Revolusi ini kemudian
mendongkrak produktivitas manusia berkali-kali lipat, sekaligus membawa UK
sebagai negeri pertama yang mengalami industrialisasi meski akhirnya dibalap
oleh negara lain seperti AS, Jerman, dan Jepang. Pada saat ini, UK tercatat
sebagai negara dengan perekonomian terbesar kelima di dunia, anggota NATO,
G-7, dan tentu G-20. Selain itu, ibu kota mereka, London, juga pusat keuangan
dunia.
Jadi, tidak diragukan
lagi peran UK sangatlah penting dalam percaturan politik-ekonomi dunia.
Kedua, Brexit diyakini akan memiliki efek domino yang sangat besar.
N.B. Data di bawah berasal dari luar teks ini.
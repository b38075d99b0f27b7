//! Resource Registry - the fixed set of catalog resources.
//!
//! Resource contents are computed from the loaded catalog when read; only
//! the metadata lives here.

use rmcp::model::{AnnotateAble, RawResource, RawResourceTemplate, Resource, ResourceTemplate};

/// Module metadata of the loaded catalog.
pub const MODULE_URI: &str = "catalog://module";

/// Every exposed tool in `toolSpec` layout.
pub const TOOLS_URI: &str = "catalog://tools";

/// JSON Schema of a configuration record.
pub const RECORD_SCHEMA_URI: &str = "catalog://record-schema";

/// Prefix of the per-tool template.
pub const TOOL_URI_PREFIX: &str = "catalog://tools/";

const JSON: &str = "application/json";

/// What a resource URI resolves to.
#[derive(Debug, Clone, PartialEq, Eq)]
pub enum CatalogResource {
    Module,
    Tools,
    RecordSchema,
    Tool(String),
}

impl CatalogResource {
    /// Resolve a URI. `None` when the URI is not a catalog resource.
    pub fn from_uri(uri: &str) -> Option<Self> {
        match uri {
            MODULE_URI => Some(Self::Module),
            TOOLS_URI => Some(Self::Tools),
            RECORD_SCHEMA_URI => Some(Self::RecordSchema),
            _ => uri
                .strip_prefix(TOOL_URI_PREFIX)
                .map(|name| Self::Tool(name.to_string())),
        }
    }
}

fn build_resource(uri: &str, name: &str, description: &str) -> Resource {
    let mut raw = RawResource::new(uri, name);
    raw.description = Some(description.to_string());
    raw.mime_type = Some(JSON.to_string());
    raw.no_annotation()
}

/// Get all registered resources.
pub fn get_all_resources() -> Vec<Resource> {
    vec![
        build_resource(
            MODULE_URI,
            "Catalog Module",
            "Target database, collection and description of the loaded tool catalog",
        ),
        build_resource(
            TOOLS_URI,
            "Catalog Tools",
            "Every exposed tool as a toolSpec (name, description, inputSchema)",
        ),
        build_resource(
            RECORD_SCHEMA_URI,
            "Configuration Record Schema",
            "JSON Schema for writing configuration records",
        ),
    ]
}

/// Get all registered resource templates.
pub fn get_all_resource_templates() -> Vec<ResourceTemplate> {
    vec![
        RawResourceTemplate {
            uri_template: format!("{}{{name}}", TOOL_URI_PREFIX),
            name: "Catalog Tool".to_string(),
            title: Some("One catalog tool".to_string()),
            description: Some("A single exposed tool as a toolSpec".to_string()),
            mime_type: Some(JSON.to_string()),
        }
        .no_annotation(),
    ]
}

/// Get the list of all resource URIs.
pub fn resource_uris() -> Vec<&'static str> {
    vec![MODULE_URI, TOOLS_URI, RECORD_SCHEMA_URI]
}
//! Resource-specific error types.

use thiserror::Error;

/// Errors that can occur during resource operations.
#[derive(Debug, Error)]
pub enum ResourceError {
    /// The requested resource was not found.
    #[error("Resource not found: {0}")]
    NotFound(String),

    /// The resource URI is invalid.
    #[error("Invalid URI: {0}")]
    InvalidUri(String),

    /// An internal error occurred.
    #[error("Internal error: {0}")]
    Internal(String),
}

impl ResourceError {
    /// Create a new "not found" error.
    pub fn not_found(uri: impl Into<String>) -> Self {
        Self::NotFound(uri.into())
    }

    /// Create a new "invalid URI" error.
    pub fn invalid_uri(uri: impl Into<String>) -> Self {
        Self::InvalidUri(uri.into())
    }

    /// Create a new "internal" error.
    pub fn internal(msg: impl Into<String>) -> Self {
        Self::Internal(msg.into())
    }
}

impl From<serde_json::Error> for ResourceError {
    fn from(e: serde_json::Error) -> Self {
        Self::Internal(e.to_string())
    }
}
Kemenangan kubu leave di UK
dikhawatirkan akan menginspirasi gerakan serupa (Euroskeptik) di belahan
Eropa lain seperti Prancis, Belanda, Italia, dan Swedia. Kemungkinan negara-negara
lain untuk meninggalkan EU memiliki bibit yang cukup kuat.
Jika melihat fenomena
yang terjadi di UK, berbagai fenomena serupa juga dapat kita temukan di
negara-negara Eropa lain. Permasalahan dan keluhan terkait imigrasi (termasuk
berbagai macam masalah turunannya) dan kedaulatan bangsa tidak hanya terjadi
di UK, tetapi juga di negara-negara Eropa lain.
Belum lagi
permasalahan ekonomi seperti deflasi, rendahnya pertumbuhan ekonomi, dan
pengangguran juga menjadi isu mendasar di negara-negara Eropa, khususnya
Eropa Selatan seperti Italia, Yunani, dan Spanyol. Sebagai gambaran, Le Pen
(salah satu kandidat Presiden Prancis) juga mendorong Prancis untuk keluar
dari EU meski hingga saat ini dia masih kesulitan mendapatkan suara
mayoritas.
Di belahan negara
lain, Geert Wilders -pemimpin gerakan Euroskeptik Belanda saat
ini-mendapatkan dukungan mayoritas untuk mengadakan referendum seperti UK.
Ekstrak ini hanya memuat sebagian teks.